» About Max

That's me.

I was born in Berlin-Wilmersdorf, Germany, on 25 July 1994. It was very hot in the big city. My parents, Anke and Rüdiger, lived together with my big brother Julian, who is almost two and a half years older than me, in a big old house made up of flats from the 1890s in Berlin’s Moabit. There were lots of children there and there was a wonderful inner yard in which we could play, run about and laugh. I was always down there, in my pram, when Mum or Dad sat down there with their friends and neighbours until late at night, talking about almost everything.
Then it got colder and the days became shorter. In December 1994, the first snow began to fall in the city. I fell ill, got the measles, only a little bit, nothing dramatic. Soon I felt better, and when my mum celebrated her 30th birthday I was fighting fit again.

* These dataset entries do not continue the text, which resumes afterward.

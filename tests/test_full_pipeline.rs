//! Integration test: dashboard session end-to-end
//!
//! Upload data, apply a configuration, run the simulated training, then
//! rank features and shape the chart series exactly as the front end does.

use anomaly_insight::prelude::*;
use anomaly_insight::report::{ChartPoint, ConfusionCell};
use std::time::Duration;

const TRAIN_CSV: &[u8] = b"user,operation,table,ip_address,status,hour,day_of_week,label\n\
alice,SELECT,accounts,10.0.0.4,ok,9,1,0\n\
bob,DELETE,audit_log,10.0.0.9,denied,2,6,1\n\
carol,UPDATE,accounts,10.0.0.7,ok,14,3,0\n";

#[tokio::test]
async fn test_dashboard_session() {
    let mut state = DashboardState::new();

    // Upload
    let dataset = Dataset::from_csv_bytes("train", TRAIN_CSV).unwrap();
    assert_eq!(dataset.n_rows(), 3);
    state.set_dataset(DatasetRole::Train, dataset);

    // Configure and train
    let config = TrainingConfig::new()
        .with_algorithm(Algorithm::GradientBoosting)
        .with_feature_engineering(true);
    state.apply_config(config.clone());

    let simulator = TrainingSimulator::new()
        .with_delay(Duration::ZERO)
        .with_seed(1234);
    let result = simulator.train(state.config()).await.unwrap();
    state.record_result(result);

    // Render
    let result = state.last_result().unwrap();
    let metrics = MetricSet {
        accuracy: result.accuracy,
        precision: result.precision,
        recall: result.recall,
        f1_score: result.f1_score,
    };
    metrics.validate().unwrap();

    let bars: Vec<ChartPoint> = metric_bars(&metrics);
    assert_eq!(bars.len(), 4);

    let cells: Vec<ConfusionCell> = confusion_breakdown(&result.confusion_matrix);
    let total: u64 = cells.iter().map(|c| c.count).sum();
    assert_eq!(total, 200);

    let ranked = rank_features(&result.feature_importance, SortMode::ByImportance);
    assert!(ranked.len() <= 10);
    assert!(ranked[0].importance >= ranked[ranked.len() - 1].importance);
}

#[tokio::test]
async fn test_derived_and_simulated_metrics_agree_on_recall() {
    // The synthesized matrix is built from floored counts, so metrics
    // derived back from it match the simulated recall to 1/50 and the
    // simulated accuracy's normal-class part to 1/150.
    let simulator = TrainingSimulator::new()
        .with_delay(Duration::ZERO)
        .with_seed(99);
    let result = simulator.train(&TrainingConfig::default()).await.unwrap();

    let derived = result.confusion_matrix.metrics().unwrap();
    assert!((derived.recall - result.recall).abs() <= 1.0 / 50.0);
    assert!(derived.accuracy <= result.accuracy + 1.0 / 200.0);
}

#[test]
fn test_comparison_view_uses_the_reference_catalog() {
    let models = reference_models();
    let rows = radar_rows(&models);

    assert_eq!(rows.len(), 5);
    for row in &rows {
        assert_eq!(row.values.len(), models.len());
        for (_, value) in &row.values {
            assert!((0.0..=100.0).contains(value));
        }
    }
}

#[test]
fn test_history_chart_data() {
    let history = training_history();
    assert_eq!(history.first().unwrap().epoch, 1);
    assert_eq!(history.last().unwrap().epoch, 8);
    assert!(history.last().unwrap().accuracy > history.first().unwrap().accuracy);
}

#[test]
fn test_analysis_prompt_for_flagged_row() {
    use chrono::Utc;

    let event = AnomalyEvent {
        user: "bob".to_string(),
        operation: "DELETE".to_string(),
        table: Some("audit_log".to_string()),
        timestamp: Utc::now(),
        severity: Severity::High,
    };

    let body = AnalysisPrompt::for_event(&event).to_default_request_body();
    let user_message = body["messages"][1]["content"].as_str().unwrap();
    assert!(user_message.contains("bob"));
    assert!(user_message.contains("DELETE"));
}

I was always full of mischief, full of energy and there was one thing I was particularly good at: screaming, sometimes for hours without end. 

In April 1995, Mum, Dad, Julian and I took a flight to lovely warm Florida for a holiday. It was so beautiful there,  I gave up screaming and learned how to stand up really quickly. Back in Berlin, a new great summer came. I learned how to walk, talk and chased about with my brother. In autumn 1995, Julian joined a private nursery. It was a privately organised kindergarden in Berlin where the parents can get really involved. A great idea, as there were not enough spaces in public kindergardens in those days.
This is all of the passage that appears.